Documents such as the 18th edition of the New Wiring Regulations, known as BS 7671 published by the IET, recommends an additional 20% capacity for future uses. This implies the current electrical networks are being designed 20% larger than they need to be based on a potential forecast. While this is all well and good and looking to the future makes sense, by project completion if we apply this principle to all building services, these incremental increases create a massively over-engineered building. This current practice, therefore, is resulting in a high degree of inefficiency.

To challenge this systemic issue, change must come from within. Some degree of commonality needs to be identified so designers can make their calculations with as much reliability and accuracy as possible.

How do we overcome over-engineering?

One of the options that has the potential to combat over-engineering is data. The construction industry’s digital maturity is developing day-by-day, with more and more companies finding they now have the appetite to utilise different technologies.

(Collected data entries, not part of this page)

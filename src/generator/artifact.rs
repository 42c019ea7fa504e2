use crate::error::{GeneratorError, GeneratorResult};
use serde::Serialize;
use std::collections::BTreeMap;
use std::fmt;
use std::fs;
use std::path::{Path, PathBuf};

/// Outcome of one artifact
#[derive(Debug, Clone, Copy, PartialEq, Eq, Serialize)]
#[serde(rename_all = "lowercase")]
pub enum ArtifactStatus {
    Created,
    Overwritten,
    /// An existing shared file was patched in place
    Updated,
    /// Left untouched: already present, or overwrite declined
    Skipped,
    /// Dry run; nothing written
    Planned,
}

impl fmt::Display for ArtifactStatus {
    fn fmt(&self, f: &mut fmt::Formatter<'_>) -> fmt::Result {
        let s = match self {
            ArtifactStatus::Created => "created",
            ArtifactStatus::Overwritten => "overwritten",
            ArtifactStatus::Updated => "updated",
            ArtifactStatus::Skipped => "skipped",
            ArtifactStatus::Planned => "planned",
        };
        f.write_str(s)
    }
}

/// A rendered file and what happened to it
#[derive(Debug, Clone, PartialEq, Eq, Serialize)]
pub struct GeneratedArtifact {
    /// Human label (`model`, `factory`, `repository interface`, ...)
    pub kind: String,
    pub path: PathBuf,
    pub contents: String,
    pub status: ArtifactStatus,
}

/// How a pending artifact treats an existing file
#[derive(Debug, Clone, Copy, PartialEq, Eq)]
pub enum WriteMode {
    /// Skip with a warning when the file exists
    CreateOnly,
    /// Replace the file (caller has confirmed)
    Overwrite,
    /// Patch of a shared file
    Update,
}

/// Rendered but not yet written
#[derive(Debug, Clone)]
pub struct PendingArtifact {
    pub kind: String,
    pub path: PathBuf,
    pub contents: String,
    pub mode: WriteMode,
}

impl PendingArtifact {
    pub fn create(kind: impl Into<String>, path: PathBuf, contents: String) -> Self {
        Self {
            kind: kind.into(),
            path,
            contents,
            mode: WriteMode::CreateOnly,
        }
    }

    pub fn overwrite(kind: impl Into<String>, path: PathBuf, contents: String) -> Self {
        Self {
            kind: kind.into(),
            path,
            contents,
            mode: WriteMode::Overwrite,
        }
    }

    pub fn update(kind: impl Into<String>, path: PathBuf, contents: String) -> Self {
        Self {
            kind: kind.into(),
            path,
            contents,
            mode: WriteMode::Update,
        }
    }
}

/// File-system side of generation.
///
/// In dry-run mode nothing touches the disk; planned contents are remembered
/// so later steps of the same run see them as if they had been written.
#[derive(Debug, Default)]
pub struct ArtifactWriter {
    dry_run: bool,
    planned: BTreeMap<PathBuf, String>,
}

impl ArtifactWriter {
    pub fn new(dry_run: bool) -> Self {
        Self {
            dry_run,
            planned: BTreeMap::new(),
        }
    }

    pub fn exists(&self, path: &Path) -> bool {
        self.planned.contains_key(path) || path.exists()
    }

    /// Current contents, including planned dry-run writes
    pub fn read(&self, path: &Path) -> GeneratorResult<Option<String>> {
        if let Some(contents) = self.planned.get(path) {
            return Ok(Some(contents.clone()));
        }
        if !path.exists() {
            return Ok(None);
        }
        fs::read_to_string(path)
            .map(Some)
            .map_err(|e| GeneratorError::io(path, e))
    }

    /// Write every pending artifact in order.
    pub fn commit(&mut self, pending: Vec<PendingArtifact>) -> GeneratorResult<Vec<GeneratedArtifact>> {
        pending.into_iter().map(|p| self.write(p)).collect()
    }

    /// Write one artifact according to its [`WriteMode`]
    pub fn write(&mut self, pending: PendingArtifact) -> GeneratorResult<GeneratedArtifact> {
        let PendingArtifact {
            kind,
            path,
            contents,
            mode,
        } = pending;
        let existed = self.exists(&path);

        if existed && mode == WriteMode::CreateOnly {
            println!("⚠️  Skipping existing {kind} file: {path:?}");
            return Ok(GeneratedArtifact {
                kind,
                path,
                contents,
                status: ArtifactStatus::Skipped,
            });
        }

        let status = if self.dry_run {
            println!("📝 Would write {kind} → {path:?}");
            self.planned.insert(path.clone(), contents.clone());
            ArtifactStatus::Planned
        } else {
            if let Some(parent) = path.parent() {
                fs::create_dir_all(parent).map_err(|e| GeneratorError::io(parent, e))?;
            }
            fs::write(&path, &contents).map_err(|e| GeneratorError::io(&path, e))?;
            match (mode, existed) {
                (WriteMode::Update, true) => {
                    println!("🔧 Updated {kind} → {path:?}");
                    ArtifactStatus::Updated
                }
                (WriteMode::Overwrite, true) => {
                    println!("♻️  Overwrote {kind} → {path:?}");
                    ArtifactStatus::Overwritten
                }
                _ => {
                    println!("✅ Generated {kind} → {path:?}");
                    ArtifactStatus::Created
                }
            }
        };
        tracing::debug!(kind = %kind, path = %path.display(), status = %status, "artifact written");

        Ok(GeneratedArtifact {
            kind,
            path,
            contents,
            status,
        })
    }

    /// Record an artifact that was examined but needs no change
    pub fn unchanged(&self, kind: impl Into<String>, path: PathBuf, contents: String, reason: &str) -> GeneratedArtifact {
        let kind = kind.into();
        println!("ℹ️  {reason}: {path:?}");
        GeneratedArtifact {
            kind,
            path,
            contents,
            status: ArtifactStatus::Skipped,
        }
    }
}

#[cfg(test)]
mod tests {
    use super::*;

    #[test]
    fn test_create_only_skips_existing_file() {
        let dir = tempfile::tempdir().unwrap();
        let path = dir.path().join("app/Models/Product.php");
        let mut writer = ArtifactWriter::new(false);

        let first = writer
            .write(PendingArtifact::create("model", path.clone(), "one".to_string()))
            .unwrap();
        assert_eq!(first.status, ArtifactStatus::Created);

        let second = writer
            .write(PendingArtifact::create("model", path.clone(), "two".to_string()))
            .unwrap();
        assert_eq!(second.status, ArtifactStatus::Skipped);
        assert_eq!(fs::read_to_string(&path).unwrap(), "one");

        let third = writer
            .write(PendingArtifact::overwrite("model", path.clone(), "three".to_string()))
            .unwrap();
        assert_eq!(third.status, ArtifactStatus::Overwritten);
        assert_eq!(fs::read_to_string(&path).unwrap(), "three");
    }

    #[test]
    fn test_update_of_missing_file_counts_as_created() {
        let dir = tempfile::tempdir().unwrap();
        let path = dir.path().join("routes/api.php");
        let mut writer = ArtifactWriter::new(false);

        let artifact = writer
            .write(PendingArtifact::update("route file", path, "<?php\n".to_string()))
            .unwrap();
        assert_eq!(artifact.status, ArtifactStatus::Created);
    }

    #[test]
    fn test_failed_commit_keeps_earlier_writes() {
        let dir = tempfile::tempdir().unwrap();
        let model = dir.path().join("app/Models/Product.php");
        let blocker = dir.path().join("app/Http");
        fs::create_dir_all(dir.path().join("app")).unwrap();
        fs::write(&blocker, "not a directory").unwrap();
        let mut writer = ArtifactWriter::new(false);

        let result = writer.commit(vec![
            PendingArtifact::create("model", model.clone(), "model".to_string()),
            PendingArtifact::create("controller", blocker.join("Controllers/ProductController.php"), "c".to_string()),
        ]);
        assert!(matches!(result, Err(GeneratorError::Io { .. })));
        assert_eq!(fs::read_to_string(&model).unwrap(), "model");
    }

    #[test]
    fn test_dry_run_remembers_planned_contents() {
        let dir = tempfile::tempdir().unwrap();
        let path = dir.path().join("app/Support/Filter.php");
        let mut writer = ArtifactWriter::new(true);

        let artifacts = writer
            .commit(vec![PendingArtifact::create("filter", path.clone(), "planned".to_string())])
            .unwrap();
        assert_eq!(artifacts[0].status, ArtifactStatus::Planned);
        assert!(!path.exists());
        assert!(writer.exists(&path));
        assert_eq!(writer.read(&path).unwrap().as_deref(), Some("planned"));
    }
}
use serde::Serialize;

/// Binary comparison operators
#[derive(Debug, Clone, Copy, PartialEq, Eq, Serialize)]
pub enum CompareOp {
    Eq,
    Gt,
    Lt,
    Gte,
    Lte,
    Like,
}

impl CompareOp {
    pub fn as_sql(&self) -> &'static str {
        match self {
            CompareOp::Eq => "=",
            CompareOp::Gt => ">",
            CompareOp::Lt => "<",
            CompareOp::Gte => ">=",
            CompareOp::Lte => "<=",
            CompareOp::Like => "LIKE",
        }
    }
}

/// Backend-independent WHERE condition
#[derive(Debug, Clone, PartialEq, Eq, Serialize)]
pub enum Predicate {
    Compare {
        column: String,
        op: CompareOp,
        value: String,
    },
    In {
        column: String,
        values: Vec<String>,
    },
    NotIn {
        column: String,
        values: Vec<String>,
    },
    /// Inclusive range
    Between {
        column: String,
        low: String,
        high: String,
    },
    IsNull(String),
    NotNull(String),
    And(Vec<Predicate>),
    Or(Vec<Predicate>),
}

impl Predicate {
    pub fn compare(column: impl Into<String>, op: CompareOp, value: impl Into<String>) -> Self {
        Predicate::Compare {
            column: column.into(),
            op,
            value: value.into(),
        }
    }

    pub fn eq(column: impl Into<String>, value: impl Into<String>) -> Self {
        Self::compare(column, CompareOp::Eq, value)
    }

    /// `LIKE %value%`
    pub fn contains(column: impl Into<String>, value: &str) -> Self {
        Self::compare(column, CompareOp::Like, format!("%{value}%"))
    }

    pub fn is_in(column: impl Into<String>, values: Vec<String>) -> Self {
        Predicate::In {
            column: column.into(),
            values,
        }
    }

    pub fn not_in(column: impl Into<String>, values: Vec<String>) -> Self {
        Predicate::NotIn {
            column: column.into(),
            values,
        }
    }

    pub fn between(column: impl Into<String>, low: impl Into<String>, high: impl Into<String>) -> Self {
        Predicate::Between {
            column: column.into(),
            low: low.into(),
            high: high.into(),
        }
    }
}
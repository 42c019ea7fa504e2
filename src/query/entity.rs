use super::builder::{QueryBuilder, SqlQuery};
use super::dsl::{apply_filters, expand_search};
use super::filter::FilterSpec;

/// Reusable base-entity mixin.
///
/// Implementors declare their table and columns; [`Entity::filtered`] then
/// applies the filter DSL and the single ORDER BY clause in one step.
///
/// ```rust
/// use crudgen::query::{Entity, FilterSpec, filter_map};
///
/// struct Product;
///
/// impl Entity for Product {
///     const TABLE: &'static str = "products";
///     const COLUMNS: &'static [&'static str] = &["id", "name", "price", "created_at"];
///     const SEARCHABLE: &'static [&'static str] = &["name"];
/// }
///
/// let mut spec = FilterSpec::default();
/// spec.set_filters(filter_map([("price_gt", "10")]));
/// let sql = Product::filtered(&spec).select_sql(spec.columns(), None).sql;
/// assert_eq!(
///     sql,
///     "SELECT * FROM `products` WHERE `price` > ?1 ORDER BY `created_at` ASC"
/// );
/// ```
pub trait Entity {
    const TABLE: &'static str;
    const COLUMNS: &'static [&'static str];
    /// Columns matched by the `search` filter
    const SEARCHABLE: &'static [&'static str] = &[];

    fn query() -> SqlQuery {
        SqlQuery::new(Self::TABLE, Self::COLUMNS)
    }

    fn filtered(spec: &FilterSpec) -> SqlQuery {
        let mut query = Self::query();
        prepare(&mut query, spec, Self::SEARCHABLE);
        query
    }
}

/// Apply filters (with `search` expansion) and ordering from `spec`.
pub fn prepare<Q: QueryBuilder + ?Sized>(query: &mut Q, spec: &FilterSpec, searchable: &[&str]) {
    let filters = expand_search(&*query, spec.filters(), searchable);
    apply_filters(query, &filters);
    query.order_by(spec.order_column(), spec.order_direction());
}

There is certainly the culture available to make data sharing a viable solution to over-engineering. For the very first time, we are seeing the Greater London Authority request the data capture of metres to accurately benchmark the schemes that are being implemented in a specific area. Should this be successful, the industry will be able to learn from this and see the real-time electrical performance of a building.

The data could be used to learn from previous projects, in order to inform how to improve future ones. Offering visibility and traceability, data sharing will empower engineers to drive towards greater efficiency on their forthcoming projects, especially on programmes where they are not working for the end-user.

Designers will be able to ask themselves what they could have done better; if the electric or heating load is accurate, and whether anything else could have been executed to make a product more efficient. The visibility and traceability that data provides would greatly reduce the likelihood of over-engineering, as engineers are able to gauge the predicted energy usage from data that is shared by the electrical supplier.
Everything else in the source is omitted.